Who is "we", the Backstage Design Team? Is this a Spotify unit? CNCF?
Need an explanation: who are the entities described in this section? Again, this is about defining the stakeholders so that the documentation can be targeted. Or in the case of contributors, define roles to allocate responsibilities.
"External" and "internal" refer to Spotify?
Includes "How to Contribute" – again, needs to be reorganized so that the user and contributor material isn't intermixed. A product used to manage software projects is confusing enough without throwing its own development on top without warning!
The main website landing page has sections for the core features. Not sure this is the best way to organize the first page potential users will see. Setting that aside for the moment, though, below are the features.
"Learn More About the Software Catalog > More" button
https://backstage.io/docs/features/software-catalog/
Assumes you've done Getting Started with Backstage and have the server installed already. (OK, to be fair, it says "If you've followed …". But still blindsided.)
It's not technically in the scope of the doc assessment, but the demo server has a serious documentation issue: The demo page does not properly demonstrate the TechDocs feature.
Rather than include integrated project documentation for one or more code projects, the only use of the TechDocs feature on the demo server is a link to the Backstage documentation site. There are numerous issues with this:
The glossary is in a separate document here.
These are the only glossaries I could find on the site. They are inadequate and in any case the project should have an omnibus glossary as part of the documentation.
https://backstage.io/docs/overview/glossary/
Contains only the definitions of the user profiles.
https://backstage.io/docs/auth/glossary/
Auth and identity Glossary. 9 definitions, most to do with OAuth.
https://backstage.io/docs/local-dev/cli-overview/#glossary
CLI glossary. 5 definitions having to do with packaging.

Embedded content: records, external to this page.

// src/parser/mod.rs
//! Structural parse of Ruby source: statements, bracket groups and
//! `keyword ... end` scopes. Expressions stay flat; the locator only needs
//! statement boundaries and nesting.

pub mod tree;

pub use tree::{Group, Node, Program, Scope, Span, Statement};

use crate::{
    error::{Error, Result},
    lexer::{self, Keyword, LineIndex, Token, TokenKind},
};

/// Parses `src` into a tree. Any lexing error, stray closer or unclosed
/// opener makes the whole source invalid.
pub fn parse(src: &str) -> Result<Program> {
    let tokens = lexer::lex(src)?;
    let mut p = Parser {
        src,
        tokens,
        pos: 0,
    };
    let (body, _) = p.body(None, false)?;
    Ok(Program { body })
}

struct Parser<'a> {
    src: &'a str,
    tokens: Vec<Token>,
    pos: usize,
}

// ------------------ token classes ------------------

fn closer(opener: &Token) -> TokenKind {
    match opener.kind {
        TokenKind::LParen => TokenKind::RParen,
        TokenKind::IndexLBracket | TokenKind::ArrayLBracket => TokenKind::RBracket,
        TokenKind::LBrace => TokenKind::RBrace,
        _ => TokenKind::Kw(Keyword::End),
    }
}

/// A line ending in one of these carries on to the next line.
fn continues(cur: &[Node]) -> bool {
    use TokenKind::*;
    matches!(
        cur.last().and_then(Node::token_kind),
        Some(
            Op | Assign
                | Comma
                | Dot
                | ColonColon
                | Kw(Keyword::And)
                | Kw(Keyword::Or)
                | Kw(Keyword::Not)
        )
    )
}

/// After these, `if`/`unless`/`while`/`until` start an expression instead of
/// acting as a modifier.
fn takes_value(node: &Node) -> bool {
    use Keyword::*;
    use TokenKind::*;
    matches!(
        node.token_kind(),
        Some(
            Assign
                | Op
                | Comma
                | Pipe
                | Kw(Then | Else | Elsif | Do | And | Or | Not | When | In | Ensure | Rescue)
        )
    )
}

fn flush(body: &mut Vec<Statement>, cur: &mut Vec<Node>) {
    if !cur.is_empty() {
        body.push(Statement {
            nodes: std::mem::take(cur),
        });
    }
}

impl<'a> Parser<'a> {
    fn error_at(&self, offset: usize, message: String) -> Error {
        let (line, col) = LineIndex::new(self.src).line_col(offset);
        Error::InvalidSource {
            line,
            column: col + 1,
            message,
        }
    }

    /// Parses statements up to the closer matching `opener` (or EOF for the
    /// top level). Returns them with the end offset of the closer.
    fn body(&mut self, opener: Option<Token>, loop_header: bool) -> Result<(Vec<Statement>, usize)> {
        let close = opener.as_ref().map(closer);
        // elements of an array literal may wrap freely
        let newline_splits = close != Some(TokenKind::RBracket);
        let mut loop_header = loop_header;
        let mut body = Vec::new();
        let mut cur: Vec<Node> = Vec::new();

        while let Some(&tok) = self.tokens.get(self.pos) {
            self.pos += 1;
            match tok.kind {
                TokenKind::Newline => {
                    if newline_splits && !continues(&cur) && !self.dot_follows() {
                        flush(&mut body, &mut cur);
                        loop_header = false;
                    }
                }
                TokenKind::Semi => {
                    flush(&mut body, &mut cur);
                    loop_header = false;
                }
                k if Some(k) == close => {
                    flush(&mut body, &mut cur);
                    return Ok((body, tok.end()));
                }
                TokenKind::Kw(Keyword::End)
                | TokenKind::RParen
                | TokenKind::RBracket
                | TokenKind::RBrace => {
                    return Err(
                        self.error_at(tok.start, format!("unexpected `{}`", tok.text(self.src)))
                    );
                }
                TokenKind::LParen
                | TokenKind::IndexLBracket
                | TokenKind::ArrayLBracket
                | TokenKind::LBrace => {
                    let (inner, end) = self.body(Some(tok), false)?;
                    cur.push(Node::Group(Group {
                        open: tok.kind,
                        span: Span {
                            start: tok.start,
                            end,
                        },
                        body: inner,
                    }));
                }
                // `while cond do`: the `do` belongs to the loop
                TokenKind::Kw(Keyword::Do) if loop_header => {
                    cur.push(Node::Leaf(tok));
                    loop_header = false;
                }
                TokenKind::Kw(kw) if self.opens_scope(kw, &cur) => {
                    let header = matches!(kw, Keyword::While | Keyword::Until | Keyword::For);
                    let (inner, end) = self.body(Some(tok), header)?;
                    cur.push(Node::Scope(Scope {
                        keyword: kw,
                        span: Span {
                            start: tok.start,
                            end,
                        },
                        body: inner,
                    }));
                }
                TokenKind::Int => cur.push(Node::Int(tok)),
                _ => cur.push(Node::Leaf(tok)),
            }
        }

        match opener {
            None => {
                flush(&mut body, &mut cur);
                Ok((body, self.src.len()))
            }
            Some(open) => Err(self.error_at(
                open.start,
                format!("unclosed `{}`", open.text(self.src)),
            )),
        }
    }

    fn opens_scope(&self, kw: Keyword, cur: &[Node]) -> bool {
        use Keyword::*;
        match kw {
            Module | Class | Begin | Case | For | Do => true,
            Def => !self.endless_def(),
            If | Unless | While | Until => cur.last().is_none_or(takes_value),
            _ => false,
        }
    }

    /// Leading-dot method chains continue the statement across newlines.
    fn dot_follows(&self) -> bool {
        self.tokens[self.pos..]
            .iter()
            .find(|t| t.kind != TokenKind::Newline)
            .is_some_and(|t| t.kind == TokenKind::Dot)
    }

    /// `def name(args) = expr` has no `end`. Called with `pos` just past `def`.
    fn endless_def(&self) -> bool {
        use TokenKind::*;
        let mut i = self.pos;
        while self
            .tokens
            .get(i)
            .is_some_and(|t| matches!(t.kind, Ident | Const | Var | Dot))
        {
            i += 1;
        }
        if self.tokens.get(i).is_some_and(|t| t.kind == LParen) {
            let mut depth = 0usize;
            while let Some(t) = self.tokens.get(i) {
                i += 1;
                match t.kind {
                    LParen => depth += 1,
                    RParen => {
                        depth -= 1;
                        if depth == 0 {
                            break;
                        }
                    }
                    _ => {}
                }
            }
        }
        self.tokens.get(i).is_some_and(|t| t.kind == Assign)
    }
}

https://backstage.io/docs/overview/architecture-overview/#terminology
Architecture overview terminology
3 definitions: Core, App, Plugins
https://backstage.io/docs/getting-started/concepts
Not really "concepts", but component technologies: CHANGELOG, Docker, React, YAML, etc.
The website and documentation source is in the backstage/backstage
GitHub repository. The website and documentation are rendered using the Docusaurus static site generator.

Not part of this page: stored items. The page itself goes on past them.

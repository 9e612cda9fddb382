// src/bitmap/offset.rs
// Flat little-endian buffer with a fixed element stride:
//   bytes[i*W .. i*W + W] = element i, least significant byte first

use crate::error::{Error, Result};

#[derive(Debug, Clone, PartialEq, Eq)]
pub struct Flat<const W: usize> {
    bytes: Box<[u8]>,
}

impl<const W: usize> Flat<W> {
    pub fn new(bytes: Vec<u8>) -> Result<Self> {
        if bytes.len() % W != 0 {
            return Err(Error::MalformedBuffers(format!(
                "flat buffer of {} bytes is not a multiple of stride {W}",
                bytes.len()
            )));
        }
        Ok(Self {
            bytes: bytes.into_boxed_slice(),
        })
    }

    #[inline]
    pub fn len(&self) -> usize {
        self.bytes.len() / W
    }

    #[inline]
    pub fn is_empty(&self) -> bool {
        self.bytes.is_empty()
    }

    #[inline]
    pub fn get(&self, idx: usize) -> u64 {
        let p = idx * W;
        let mut le = [0u8; 8];
        le[..W].copy_from_slice(&self.bytes[p..p + W]);
        u64::from_le_bytes(le)
    }
}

The structure of the doc in the source repo is not obvious. Here's a selective listing of the directory hierarchy:
backstage/backstage # main repo
| docs # the documentation site: /docs
| | ... # contains subdirecories for doc sections
| microsite # website directory - contains various Docusaurus files
| | docusaurus.config.js # main Docusaurus config file
| | blog # blog entries: /blog
| | build # the compiled doc site (# cd microsite; yarn build)
| | data
| | | on-demand # tiles for past community session videos
| | | plugins # the plugin tiles on the plugins page: /plugins
| | src # source for the website pages
| | | components # code for website components
| | | pages # the website - most of the pages except for the documentation: /community, /demos, etc.